In the material below, find the line containing "fn content_chars(text: &str)" and the line containing "if content_chars(&parsed.text) <", then reproduce exactly both of them and every line between, and nothing else.

** MATERIAL SUPPLIED **

Start of Block

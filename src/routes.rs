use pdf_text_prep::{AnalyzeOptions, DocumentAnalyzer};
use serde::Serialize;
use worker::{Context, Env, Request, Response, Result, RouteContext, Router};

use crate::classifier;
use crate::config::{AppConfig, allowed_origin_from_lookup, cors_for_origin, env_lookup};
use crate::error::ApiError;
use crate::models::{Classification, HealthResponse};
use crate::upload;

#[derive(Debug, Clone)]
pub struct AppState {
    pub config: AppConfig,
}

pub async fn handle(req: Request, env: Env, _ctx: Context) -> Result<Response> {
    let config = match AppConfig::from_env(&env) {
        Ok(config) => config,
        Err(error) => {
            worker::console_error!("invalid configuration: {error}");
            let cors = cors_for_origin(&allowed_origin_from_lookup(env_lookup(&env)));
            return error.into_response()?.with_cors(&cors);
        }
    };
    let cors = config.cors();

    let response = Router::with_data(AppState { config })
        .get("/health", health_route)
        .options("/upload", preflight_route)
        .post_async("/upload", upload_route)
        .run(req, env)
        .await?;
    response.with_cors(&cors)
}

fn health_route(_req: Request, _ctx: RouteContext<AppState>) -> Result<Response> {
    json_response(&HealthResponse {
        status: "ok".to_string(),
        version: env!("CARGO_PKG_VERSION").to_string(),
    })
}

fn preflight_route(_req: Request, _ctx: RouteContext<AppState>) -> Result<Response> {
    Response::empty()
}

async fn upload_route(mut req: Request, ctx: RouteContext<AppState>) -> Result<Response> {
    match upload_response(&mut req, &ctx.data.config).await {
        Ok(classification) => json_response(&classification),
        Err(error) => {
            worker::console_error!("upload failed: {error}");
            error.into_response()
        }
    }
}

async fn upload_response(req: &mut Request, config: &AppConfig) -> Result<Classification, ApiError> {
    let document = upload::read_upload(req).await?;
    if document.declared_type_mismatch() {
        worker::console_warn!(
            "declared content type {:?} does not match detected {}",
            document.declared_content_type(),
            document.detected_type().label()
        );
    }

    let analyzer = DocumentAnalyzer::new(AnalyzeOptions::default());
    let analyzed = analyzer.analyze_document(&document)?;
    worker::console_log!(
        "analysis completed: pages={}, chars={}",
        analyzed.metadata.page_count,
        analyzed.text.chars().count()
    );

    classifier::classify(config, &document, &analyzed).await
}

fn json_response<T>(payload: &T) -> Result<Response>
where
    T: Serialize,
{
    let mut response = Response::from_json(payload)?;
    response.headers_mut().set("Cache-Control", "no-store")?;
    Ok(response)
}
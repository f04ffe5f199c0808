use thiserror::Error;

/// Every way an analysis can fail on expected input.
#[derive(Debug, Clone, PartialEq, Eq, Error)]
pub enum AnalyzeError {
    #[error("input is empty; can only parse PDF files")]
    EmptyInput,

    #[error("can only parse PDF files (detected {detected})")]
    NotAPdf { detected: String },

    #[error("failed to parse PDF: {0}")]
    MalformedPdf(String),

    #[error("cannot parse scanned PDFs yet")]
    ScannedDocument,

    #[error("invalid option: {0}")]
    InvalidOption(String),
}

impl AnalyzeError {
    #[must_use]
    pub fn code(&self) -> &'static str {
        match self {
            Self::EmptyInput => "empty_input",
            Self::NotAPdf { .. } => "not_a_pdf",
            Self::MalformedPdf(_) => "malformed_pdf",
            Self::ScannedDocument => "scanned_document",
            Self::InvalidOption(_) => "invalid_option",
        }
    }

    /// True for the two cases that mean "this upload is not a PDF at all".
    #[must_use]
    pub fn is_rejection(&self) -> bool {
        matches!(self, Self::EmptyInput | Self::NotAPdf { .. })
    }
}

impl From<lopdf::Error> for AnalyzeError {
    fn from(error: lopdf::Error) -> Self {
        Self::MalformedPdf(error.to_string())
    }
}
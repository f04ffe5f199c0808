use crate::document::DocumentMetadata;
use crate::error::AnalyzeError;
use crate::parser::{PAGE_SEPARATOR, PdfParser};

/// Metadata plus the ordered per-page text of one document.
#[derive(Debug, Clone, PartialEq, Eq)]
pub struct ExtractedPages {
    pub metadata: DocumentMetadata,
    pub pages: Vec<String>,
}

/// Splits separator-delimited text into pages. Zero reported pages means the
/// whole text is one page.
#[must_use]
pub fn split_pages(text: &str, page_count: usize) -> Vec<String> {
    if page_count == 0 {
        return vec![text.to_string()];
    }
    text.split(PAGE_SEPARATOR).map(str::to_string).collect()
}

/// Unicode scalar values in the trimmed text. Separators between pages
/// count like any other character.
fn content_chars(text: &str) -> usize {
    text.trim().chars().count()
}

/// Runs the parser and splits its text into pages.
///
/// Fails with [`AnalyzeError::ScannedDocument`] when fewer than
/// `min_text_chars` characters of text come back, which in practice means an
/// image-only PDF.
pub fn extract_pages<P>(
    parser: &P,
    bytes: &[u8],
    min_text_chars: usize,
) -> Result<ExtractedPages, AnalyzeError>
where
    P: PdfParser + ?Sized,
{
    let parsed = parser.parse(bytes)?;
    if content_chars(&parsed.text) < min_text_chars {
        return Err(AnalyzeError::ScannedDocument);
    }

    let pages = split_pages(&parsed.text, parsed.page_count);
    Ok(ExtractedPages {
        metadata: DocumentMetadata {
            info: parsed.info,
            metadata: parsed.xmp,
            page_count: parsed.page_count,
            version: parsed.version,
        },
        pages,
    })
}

End of Block

** EXERCISE SOLUTION **
fn content_chars(text: &str) -> usize {
    text.trim().chars().count()
}

/// Runs the parser and splits its text into pages.
///
/// Fails with [`AnalyzeError::ScannedDocument`] when fewer than
/// `min_text_chars` characters of text come back, which in practice means an
/// image-only PDF.
pub fn extract_pages<P>(
    parser: &P,
    bytes: &[u8],
    min_text_chars: usize,
) -> Result<ExtractedPages, AnalyzeError>
where
    P: PdfParser + ?Sized,
{
    let parsed = parser.parse(bytes)?;
    if content_chars(&parsed.text) < min_text_chars {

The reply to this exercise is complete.